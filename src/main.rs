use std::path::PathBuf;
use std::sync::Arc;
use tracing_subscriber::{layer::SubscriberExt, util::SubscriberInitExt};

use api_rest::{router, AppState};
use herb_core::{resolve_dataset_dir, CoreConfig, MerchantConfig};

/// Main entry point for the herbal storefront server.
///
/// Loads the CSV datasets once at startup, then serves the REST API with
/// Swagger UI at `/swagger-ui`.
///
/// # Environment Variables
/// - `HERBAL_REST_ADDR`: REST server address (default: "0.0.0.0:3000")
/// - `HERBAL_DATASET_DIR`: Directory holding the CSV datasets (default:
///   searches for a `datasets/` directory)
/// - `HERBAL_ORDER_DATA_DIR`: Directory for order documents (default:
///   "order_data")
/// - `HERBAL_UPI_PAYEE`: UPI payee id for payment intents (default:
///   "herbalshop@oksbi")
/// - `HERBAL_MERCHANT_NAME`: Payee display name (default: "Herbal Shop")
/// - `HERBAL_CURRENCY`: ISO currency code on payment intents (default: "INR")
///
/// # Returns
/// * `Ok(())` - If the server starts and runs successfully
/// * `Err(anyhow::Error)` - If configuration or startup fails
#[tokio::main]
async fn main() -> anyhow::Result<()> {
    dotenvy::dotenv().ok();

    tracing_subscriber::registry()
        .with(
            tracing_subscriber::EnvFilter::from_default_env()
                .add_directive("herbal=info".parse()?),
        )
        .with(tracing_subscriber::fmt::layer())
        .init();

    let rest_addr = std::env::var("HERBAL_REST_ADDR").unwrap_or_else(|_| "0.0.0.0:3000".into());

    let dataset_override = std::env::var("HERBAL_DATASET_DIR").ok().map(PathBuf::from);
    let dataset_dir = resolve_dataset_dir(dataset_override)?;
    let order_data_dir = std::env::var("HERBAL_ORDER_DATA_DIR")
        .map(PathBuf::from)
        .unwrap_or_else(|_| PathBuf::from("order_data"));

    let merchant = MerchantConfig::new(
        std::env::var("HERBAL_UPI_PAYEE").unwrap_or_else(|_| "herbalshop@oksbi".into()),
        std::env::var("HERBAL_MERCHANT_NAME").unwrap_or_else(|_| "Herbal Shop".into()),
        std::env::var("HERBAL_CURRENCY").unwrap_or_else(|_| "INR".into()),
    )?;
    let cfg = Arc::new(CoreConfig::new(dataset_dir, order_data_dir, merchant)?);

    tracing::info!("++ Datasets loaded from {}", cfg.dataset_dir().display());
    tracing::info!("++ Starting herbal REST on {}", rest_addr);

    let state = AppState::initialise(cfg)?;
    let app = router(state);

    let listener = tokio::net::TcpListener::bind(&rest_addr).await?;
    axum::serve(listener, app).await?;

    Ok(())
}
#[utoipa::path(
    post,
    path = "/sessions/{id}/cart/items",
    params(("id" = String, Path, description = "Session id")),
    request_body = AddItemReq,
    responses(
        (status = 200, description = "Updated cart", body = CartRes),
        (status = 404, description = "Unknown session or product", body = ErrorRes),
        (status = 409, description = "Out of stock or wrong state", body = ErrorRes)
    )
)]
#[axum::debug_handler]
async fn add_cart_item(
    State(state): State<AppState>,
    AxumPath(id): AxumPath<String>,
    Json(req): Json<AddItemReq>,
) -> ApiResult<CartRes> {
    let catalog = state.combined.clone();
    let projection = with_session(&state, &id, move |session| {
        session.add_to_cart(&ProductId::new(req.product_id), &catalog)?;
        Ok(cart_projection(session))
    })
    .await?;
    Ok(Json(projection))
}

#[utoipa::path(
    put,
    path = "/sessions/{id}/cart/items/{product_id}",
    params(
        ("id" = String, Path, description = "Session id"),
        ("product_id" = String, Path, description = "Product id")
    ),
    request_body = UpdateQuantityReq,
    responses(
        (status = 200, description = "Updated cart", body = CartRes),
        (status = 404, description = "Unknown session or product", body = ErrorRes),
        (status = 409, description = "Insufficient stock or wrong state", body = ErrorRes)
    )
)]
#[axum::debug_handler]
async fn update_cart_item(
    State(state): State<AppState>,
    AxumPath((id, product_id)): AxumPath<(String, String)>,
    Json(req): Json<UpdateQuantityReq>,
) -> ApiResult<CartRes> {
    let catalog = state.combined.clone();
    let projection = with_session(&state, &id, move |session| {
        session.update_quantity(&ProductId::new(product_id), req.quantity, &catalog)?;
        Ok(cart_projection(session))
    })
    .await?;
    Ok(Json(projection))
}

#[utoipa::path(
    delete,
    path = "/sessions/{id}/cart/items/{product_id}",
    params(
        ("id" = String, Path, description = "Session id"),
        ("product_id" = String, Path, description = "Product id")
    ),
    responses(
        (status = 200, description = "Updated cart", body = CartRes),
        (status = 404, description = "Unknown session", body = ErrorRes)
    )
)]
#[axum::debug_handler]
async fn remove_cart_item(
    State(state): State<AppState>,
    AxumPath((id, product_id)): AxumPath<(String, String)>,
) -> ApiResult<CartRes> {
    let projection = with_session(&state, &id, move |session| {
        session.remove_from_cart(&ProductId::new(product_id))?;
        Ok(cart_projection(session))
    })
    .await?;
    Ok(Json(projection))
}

---------------

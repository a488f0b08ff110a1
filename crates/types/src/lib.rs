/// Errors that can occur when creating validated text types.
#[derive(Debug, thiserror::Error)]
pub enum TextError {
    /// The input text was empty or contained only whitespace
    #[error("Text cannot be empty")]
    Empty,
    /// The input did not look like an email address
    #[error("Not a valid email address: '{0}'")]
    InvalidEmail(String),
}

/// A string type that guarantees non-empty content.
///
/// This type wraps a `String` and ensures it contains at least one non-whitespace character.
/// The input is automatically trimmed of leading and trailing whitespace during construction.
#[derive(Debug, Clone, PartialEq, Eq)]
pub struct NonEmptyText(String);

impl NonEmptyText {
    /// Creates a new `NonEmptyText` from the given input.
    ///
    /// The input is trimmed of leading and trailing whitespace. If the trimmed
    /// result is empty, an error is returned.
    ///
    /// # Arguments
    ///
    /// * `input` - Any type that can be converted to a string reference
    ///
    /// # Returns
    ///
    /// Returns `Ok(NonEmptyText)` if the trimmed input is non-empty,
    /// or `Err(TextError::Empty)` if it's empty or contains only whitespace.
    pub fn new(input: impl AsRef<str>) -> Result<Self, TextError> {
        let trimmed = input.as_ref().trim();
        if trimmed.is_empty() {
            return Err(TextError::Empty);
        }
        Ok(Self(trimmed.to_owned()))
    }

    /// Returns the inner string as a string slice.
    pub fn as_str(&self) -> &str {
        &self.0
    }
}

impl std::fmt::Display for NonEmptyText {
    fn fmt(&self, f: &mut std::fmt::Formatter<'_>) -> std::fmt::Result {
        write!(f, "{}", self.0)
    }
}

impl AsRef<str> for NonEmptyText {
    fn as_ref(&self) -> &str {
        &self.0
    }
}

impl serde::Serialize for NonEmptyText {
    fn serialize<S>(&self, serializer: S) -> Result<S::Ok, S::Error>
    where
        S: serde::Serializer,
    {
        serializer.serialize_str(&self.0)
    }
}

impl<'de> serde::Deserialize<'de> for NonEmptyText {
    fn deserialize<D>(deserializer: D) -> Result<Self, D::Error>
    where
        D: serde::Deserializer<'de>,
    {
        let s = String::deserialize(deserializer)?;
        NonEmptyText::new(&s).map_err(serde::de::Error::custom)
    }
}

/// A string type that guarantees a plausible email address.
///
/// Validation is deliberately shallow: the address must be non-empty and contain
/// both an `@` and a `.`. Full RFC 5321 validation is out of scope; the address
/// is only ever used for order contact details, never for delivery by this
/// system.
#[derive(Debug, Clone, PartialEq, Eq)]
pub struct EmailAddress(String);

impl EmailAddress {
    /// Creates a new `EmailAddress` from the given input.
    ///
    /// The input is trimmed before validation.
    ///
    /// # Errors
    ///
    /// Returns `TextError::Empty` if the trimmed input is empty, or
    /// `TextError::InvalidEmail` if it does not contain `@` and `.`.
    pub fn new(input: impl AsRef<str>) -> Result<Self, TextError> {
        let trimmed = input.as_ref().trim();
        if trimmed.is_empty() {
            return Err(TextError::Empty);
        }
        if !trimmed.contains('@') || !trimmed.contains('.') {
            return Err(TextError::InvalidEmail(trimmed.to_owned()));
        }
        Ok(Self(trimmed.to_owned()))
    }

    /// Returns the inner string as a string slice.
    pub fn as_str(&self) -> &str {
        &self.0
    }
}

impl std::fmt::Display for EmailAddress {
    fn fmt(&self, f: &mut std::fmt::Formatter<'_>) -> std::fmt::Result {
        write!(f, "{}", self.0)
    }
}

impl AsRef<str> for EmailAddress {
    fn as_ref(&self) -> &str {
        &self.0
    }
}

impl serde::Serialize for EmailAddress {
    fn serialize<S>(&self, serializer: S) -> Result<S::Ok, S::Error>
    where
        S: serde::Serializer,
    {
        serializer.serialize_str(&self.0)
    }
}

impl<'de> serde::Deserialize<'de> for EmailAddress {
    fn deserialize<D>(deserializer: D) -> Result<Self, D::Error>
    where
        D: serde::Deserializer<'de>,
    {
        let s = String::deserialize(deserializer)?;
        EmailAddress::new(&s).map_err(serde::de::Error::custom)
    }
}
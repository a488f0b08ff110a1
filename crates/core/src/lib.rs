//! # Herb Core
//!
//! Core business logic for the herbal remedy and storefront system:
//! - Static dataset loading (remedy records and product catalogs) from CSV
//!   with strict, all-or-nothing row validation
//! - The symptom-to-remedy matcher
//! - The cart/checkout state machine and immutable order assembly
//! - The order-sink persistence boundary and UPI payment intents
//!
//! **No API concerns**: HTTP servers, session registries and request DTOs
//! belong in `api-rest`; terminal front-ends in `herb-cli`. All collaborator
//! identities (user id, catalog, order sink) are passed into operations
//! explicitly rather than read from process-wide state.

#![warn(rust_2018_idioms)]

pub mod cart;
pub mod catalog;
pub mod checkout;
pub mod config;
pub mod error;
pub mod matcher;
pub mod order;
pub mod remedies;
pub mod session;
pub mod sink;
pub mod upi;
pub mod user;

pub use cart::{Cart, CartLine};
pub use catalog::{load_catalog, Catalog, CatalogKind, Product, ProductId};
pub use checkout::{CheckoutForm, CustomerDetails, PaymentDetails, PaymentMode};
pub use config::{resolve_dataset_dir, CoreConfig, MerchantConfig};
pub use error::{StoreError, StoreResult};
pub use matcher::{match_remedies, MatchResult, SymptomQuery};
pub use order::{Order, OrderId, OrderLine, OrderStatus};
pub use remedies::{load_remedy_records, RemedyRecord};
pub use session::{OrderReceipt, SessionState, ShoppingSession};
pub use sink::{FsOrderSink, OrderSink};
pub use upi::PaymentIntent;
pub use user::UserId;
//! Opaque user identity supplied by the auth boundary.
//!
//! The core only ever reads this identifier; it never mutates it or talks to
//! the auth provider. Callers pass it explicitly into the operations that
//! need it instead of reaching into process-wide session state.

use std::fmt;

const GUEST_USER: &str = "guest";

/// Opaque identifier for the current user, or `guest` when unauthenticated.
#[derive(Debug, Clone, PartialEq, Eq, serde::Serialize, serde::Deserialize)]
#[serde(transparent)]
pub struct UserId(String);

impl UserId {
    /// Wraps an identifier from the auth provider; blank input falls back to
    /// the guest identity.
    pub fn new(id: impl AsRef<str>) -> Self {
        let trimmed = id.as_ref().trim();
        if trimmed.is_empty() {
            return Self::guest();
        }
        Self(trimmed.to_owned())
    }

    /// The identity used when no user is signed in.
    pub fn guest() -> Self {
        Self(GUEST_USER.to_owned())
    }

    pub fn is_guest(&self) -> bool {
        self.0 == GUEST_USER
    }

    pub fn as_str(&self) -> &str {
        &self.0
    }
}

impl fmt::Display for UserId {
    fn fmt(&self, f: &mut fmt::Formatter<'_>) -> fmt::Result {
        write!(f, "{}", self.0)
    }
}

---------------

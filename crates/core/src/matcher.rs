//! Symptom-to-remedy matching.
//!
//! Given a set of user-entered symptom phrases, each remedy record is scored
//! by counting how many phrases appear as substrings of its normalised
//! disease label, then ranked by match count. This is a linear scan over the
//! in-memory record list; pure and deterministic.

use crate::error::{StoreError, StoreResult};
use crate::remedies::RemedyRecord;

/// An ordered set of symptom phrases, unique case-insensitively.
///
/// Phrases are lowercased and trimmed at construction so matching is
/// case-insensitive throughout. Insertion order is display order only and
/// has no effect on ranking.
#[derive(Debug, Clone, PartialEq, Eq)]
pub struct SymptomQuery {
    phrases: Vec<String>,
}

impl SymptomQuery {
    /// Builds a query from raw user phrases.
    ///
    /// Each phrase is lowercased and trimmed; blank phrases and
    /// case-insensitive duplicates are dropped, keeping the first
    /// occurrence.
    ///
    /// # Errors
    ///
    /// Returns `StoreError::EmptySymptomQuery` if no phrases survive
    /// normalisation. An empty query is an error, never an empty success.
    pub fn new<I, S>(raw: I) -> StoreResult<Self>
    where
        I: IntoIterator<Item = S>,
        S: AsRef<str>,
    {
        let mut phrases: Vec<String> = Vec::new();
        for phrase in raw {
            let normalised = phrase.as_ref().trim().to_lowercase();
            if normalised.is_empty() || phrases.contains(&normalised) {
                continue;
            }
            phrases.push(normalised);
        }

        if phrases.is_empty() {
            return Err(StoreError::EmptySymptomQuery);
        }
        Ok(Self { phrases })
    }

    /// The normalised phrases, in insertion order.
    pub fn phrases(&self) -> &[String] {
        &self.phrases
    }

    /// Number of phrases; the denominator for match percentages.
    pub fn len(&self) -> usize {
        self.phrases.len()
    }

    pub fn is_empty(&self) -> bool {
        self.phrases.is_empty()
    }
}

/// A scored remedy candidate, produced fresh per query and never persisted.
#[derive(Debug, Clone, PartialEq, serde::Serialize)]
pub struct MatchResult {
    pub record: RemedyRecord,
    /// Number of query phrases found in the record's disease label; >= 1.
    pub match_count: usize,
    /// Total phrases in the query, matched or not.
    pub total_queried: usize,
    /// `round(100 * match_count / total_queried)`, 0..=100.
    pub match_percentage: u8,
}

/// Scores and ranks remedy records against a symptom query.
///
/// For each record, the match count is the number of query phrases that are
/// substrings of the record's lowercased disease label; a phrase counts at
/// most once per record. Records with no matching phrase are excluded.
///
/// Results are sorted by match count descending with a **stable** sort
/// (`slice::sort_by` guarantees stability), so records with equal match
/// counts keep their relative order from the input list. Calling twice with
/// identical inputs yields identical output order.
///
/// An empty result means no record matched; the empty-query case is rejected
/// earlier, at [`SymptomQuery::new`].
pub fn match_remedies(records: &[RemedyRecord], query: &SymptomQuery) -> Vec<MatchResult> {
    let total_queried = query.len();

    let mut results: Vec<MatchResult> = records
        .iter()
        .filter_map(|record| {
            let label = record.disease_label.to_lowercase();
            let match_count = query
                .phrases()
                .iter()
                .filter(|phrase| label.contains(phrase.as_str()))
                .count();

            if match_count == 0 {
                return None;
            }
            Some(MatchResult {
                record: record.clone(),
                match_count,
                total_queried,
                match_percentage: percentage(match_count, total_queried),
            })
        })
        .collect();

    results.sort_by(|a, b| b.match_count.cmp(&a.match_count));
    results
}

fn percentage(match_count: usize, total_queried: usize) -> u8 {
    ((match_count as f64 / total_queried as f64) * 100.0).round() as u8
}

---------------

### [WORK REQUEST]
Take the lines above from the one containing "pub fn phrases(&self)" to the one containing "pub fn is_empty(&self)" and retype them exactly, both ends included, with nothing added.

### [WRITTEN ANSWER]
    pub fn phrases(&self) -> &[String] {
        &self.phrases
    }

    /// Number of phrases; the denominator for match percentages.
    pub fn len(&self) -> usize {
        self.phrases.len()
    }

    pub fn is_empty(&self) -> bool {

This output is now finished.